Two females are better then two males although they will still chase a little bit. One female will usually always be dominant over the other and may show a little better colour. 

But in the end a male and female pair will show the best colour. Post some pictures and ill tell ya what sex of fish you have. 

Even if you get a male and female the chances of them successfully breeding are slim to none in a community setup.


----------



## Julian (Jun 29, 2008)

ok cool i'll post some photos. One is female for sure she has a pretty pink belly, the other one is just questionable.


----------



## Julian (Jun 29, 2008)

ok i think i managed to get photos of two different fish and not the same one twice. I wasn't thinking when i was taking the photos that i was going to have to tell them apart after haha.


----------



## Tropicana (Feb 15, 2009)

The top is a female the bottom is the male. I can tell by the papilla in the photos alone. And the pink is a lot stronger on the top photo also.
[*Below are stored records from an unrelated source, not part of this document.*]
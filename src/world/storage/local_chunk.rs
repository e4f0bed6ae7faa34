//! Local Chunk - staged edits for one chunk column
//!
//! Built by the staging side, then handed to the queue read-only.

use crate::constants::chunk::{LAYER_COUNT, SLOTS_PER_LAYER};
use crate::world::core::{offset_of, slot_of, BaseBlock, BiomeId, ChunkPos, CompoundTag, VoxelPos};
use rustc_hash::FxHashMap;

/// One section's worth of optional values
pub type Layer<T> = Box<[Option<T>]>;

fn empty_layer<T: Clone>() -> Layer<T> {
    vec![None; SLOTS_PER_LAYER].into_boxed_slice()
}

/// Staged blocks, biomes and tile tags for one chunk column
///
/// Layers are allocated lazily, so a chunk that only touches one section costs
/// a single 4096-slot array. Both layer vectors always hold exactly
/// `LAYER_COUNT` entries of `SLOTS_PER_LAYER` slots; only the methods below
/// touch them.
#[derive(Debug, Clone)]
pub struct LocalChunk {
    position: ChunkPos,
    blocks: Vec<Option<Layer<BaseBlock>>>,
    biomes: Vec<Option<Layer<BiomeId>>>,
    tiles: FxHashMap<VoxelPos, CompoundTag>,
}

impl LocalChunk {
    pub fn new(position: ChunkPos) -> Self {
        Self {
            position,
            blocks: vec![None; LAYER_COUNT],
            biomes: vec![None; LAYER_COUNT],
            tiles: FxHashMap::default(),
        }
    }

    /// Stage a block at chunk-relative `(x, y, z)`. Returns false out of range.
    pub fn set_block(&mut self, x: u8, y: i32, z: u8, block: BaseBlock) -> bool {
        let Some((layer, slot)) = slot_of(x, y, z) else {
            return false;
        };
        self.blocks[layer].get_or_insert_with(empty_layer)[slot] = Some(block);
        true
    }

    /// Stage a column biome at chunk-relative `(x, z)`.
    ///
    /// Biomes are per column: the value is kept once, in the `y = 0` slot, and
    /// the store spreads it over the whole column.
    pub fn set_biome(&mut self, x: u8, z: u8, biome: BiomeId) -> bool {
        let Some((layer, slot)) = slot_of(x, 0, z) else {
            return false;
        };
        self.biomes[layer].get_or_insert_with(empty_layer)[slot] = Some(biome);
        true
    }

    pub fn position(&self) -> ChunkPos {
        self.position
    }

    /// Standalone tile tags keyed by absolute position
    pub fn tiles(&self) -> &FxHashMap<VoxelPos, CompoundTag> {
        &self.tiles
    }

    /// Sections with at least one staged block
    pub fn allocated_layers(&self) -> usize {
        self.blocks.iter().filter(|layer| layer.is_some()).count()
    }

    pub fn set_tile(&mut self, pos: VoxelPos, tag: CompoundTag) {
        self.tiles.insert(pos, tag);
    }

    pub fn block(&self, x: u8, y: i32, z: u8) -> Option<&BaseBlock> {
        let (layer, slot) = slot_of(x, y, z)?;
        self.blocks[layer].as_ref()?[slot].as_ref()
    }

    pub fn biome(&self, x: u8, z: u8) -> Option<BiomeId> {
        let (layer, slot) = slot_of(x, 0, z)?;
        self.biomes[layer].as_ref()?[slot]
    }

    /// Every staged block with its absolute position, in layer/slot order
    pub fn staged_blocks(&self) -> impl Iterator<Item = (VoxelPos, &BaseBlock)> + '_ {
        let origin = self.position;
        iter_layers(&self.blocks).map(move |(layer, slot, block)| {
            let (dx, y, dz) = offset_of(layer, slot);
            (origin.block_at(dx, y, dz), block)
        })
    }

    /// Every staged biome with the absolute position of its column anchor
    pub fn staged_biomes(&self) -> impl Iterator<Item = (VoxelPos, BiomeId)> + '_ {
        let origin = self.position;
        iter_layers(&self.biomes).map(move |(layer, slot, biome)| {
            let (dx, y, dz) = offset_of(layer, slot);
            (origin.block_at(dx, y, dz), *biome)
        })
    }

    pub fn block_count(&self) -> usize {
        iter_layers(&self.blocks).count()
    }

    pub fn is_empty(&self) -> bool {
        self.block_count() == 0 && iter_layers(&self.biomes).next().is_none() && self.tiles.is_empty()
    }
}

fn iter_layers<T>(layers: &[Option<Layer<T>>]) -> impl Iterator<Item = (usize, usize, &T)> {
    layers
        .iter()
        .enumerate()
        .filter_map(|(layer, cells)| cells.as_ref().map(|cells| (layer, cells)))
        .flat_map(|(layer, cells)| {
            cells
                .iter()
                .enumerate()
                .filter_map(move |(slot, cell)| cell.as_ref().map(|value| (layer, slot, value)))
        })
}

#[cfg(test)]
mod tests {
    use super::*;
    use crate::constants::chunk::{MAX_Y, MIN_Y};
    use crate::world::core::{BlockId, BlockState};

    #[test]
    fn test_layers_allocate_lazily() {
        let mut chunk = LocalChunk::new(ChunkPos::new(0, 0));
        assert!(chunk.is_empty());

        assert!(chunk.set_block(1, 40, 2, BlockState::of(BlockId::STONE).into()));
        assert!(chunk.blocks[2].is_some());
        assert_eq!(chunk.allocated_layers(), 1);
        assert!(!chunk.set_block(1, 300, 2, BlockState::of(BlockId::STONE).into()));
    }

    #[test]
    fn test_layer_shape_holds_across_full_height() {
        let mut chunk = LocalChunk::new(ChunkPos::new(3, -3));
        for y in [MIN_Y - 1, MIN_Y, 127, MAX_Y - 1, MAX_Y] {
            chunk.set_block(15, y, 15, BlockState::of(BlockId::GLASS).into());
        }
        assert!(!chunk.set_block(16, 5, 0, BlockState::of(BlockId::GLASS).into()));

        assert_eq!(chunk.blocks.len(), LAYER_COUNT);
        assert_eq!(chunk.biomes.len(), LAYER_COUNT);
        assert!(chunk
            .blocks
            .iter()
            .flatten()
            .all(|layer| layer.len() == SLOTS_PER_LAYER));
        assert_eq!(chunk.allocated_layers(), 3);
        assert_eq!(chunk.block_count(), 3);
        assert_eq!(chunk.position(), ChunkPos::new(3, -3));
        assert!(chunk.block(15, MAX_Y - 1, 15).is_some());
    }

    #[test]
    fn test_staged_blocks_report_absolute_positions() {
        let mut chunk = LocalChunk::new(ChunkPos::new(-1, 2));
        chunk.set_block(15, 64, 0, BlockState::of(BlockId::DIRT).into());
        chunk.set_block(0, 3, 7, BlockState::of(BlockId::SAND).into());

        let staged: Vec<_> = chunk
            .staged_blocks()
            .map(|(pos, block)| (pos, block.block_type()))
            .collect();
        // Layer 0 comes before layer 4
        assert_eq!(
            staged,
            vec![
                (VoxelPos::new(-16, 3, 39), BlockId::SAND),
                (VoxelPos::new(-1, 64, 32), BlockId::DIRT),
            ]
        );
    }

    #[test]
    fn test_biome_stored_once_per_column() {
        let mut chunk = LocalChunk::new(ChunkPos::new(1, 0));
        chunk.set_biome(4, 5, BiomeId::DESERT);
        chunk.set_biome(4, 5, BiomeId::FOREST);

        let biomes: Vec<_> = chunk.staged_biomes().collect();
        assert_eq!(biomes, vec![(VoxelPos::new(20, 0, 5), BiomeId::FOREST)]);
        assert_eq!(chunk.biome(4, 5), Some(BiomeId::FOREST));
    }
}
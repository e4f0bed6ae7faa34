//! Core world data types and fundamental structures
//!
//! Positions, block and biome identifiers, tagged payloads and the layer/slot
//! tables shared by the staging side and the write path.

mod block;
pub mod offsets;
mod position;
mod tag;

pub use block::{BaseBlock, BiomeId, BlockId, BlockState};
pub use offsets::{offset_of, slot_of};
pub use position::{ChunkPos, VoxelPos};
pub use tag::{CompoundTag, Tag, ITEMS_KEY};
Seems like you have a semi longfin variety in the female. 

They also look a bit rough. keep them fed on high quality food like NewLifeSpectrum, Brineshrimp, Blood worms and personally i chop up worms which are also good but not needed(bit messy). They will look 100x better in a few weeks from now. let us i know how they turn out! .


----------



## Julian (Jun 29, 2008)

right now i have a good quality general flake food and frozen mini bloodworms which they sure seemed to like tonight. Anything else i should really be picking up. my understanding is that bloodworms shouldn't be given every day. 

Thanks very much for your help


----------



## Guest (Jan 30, 2010)

Tropicana said:


> The top is a female the bottom is the male. I can tell by the papilla in the photos alone. And the pink is a lot stronger on the top photo also.
> 
> Seems like you have a semi longfin variety in the female.
> 
> They also look a bit rough. keep them fed on high quality food like NewLifeSpectrum, Brineshrimp, Blood worms and personally i chop up worms which are also good but not needed(bit messy). They will look 100x better in a few weeks from now. let us i know how they turn out! .


hmmm. we do usually pick out the sexes of blue rams by the pink belly but on the true German morph males will also have some rosy hues on their sides.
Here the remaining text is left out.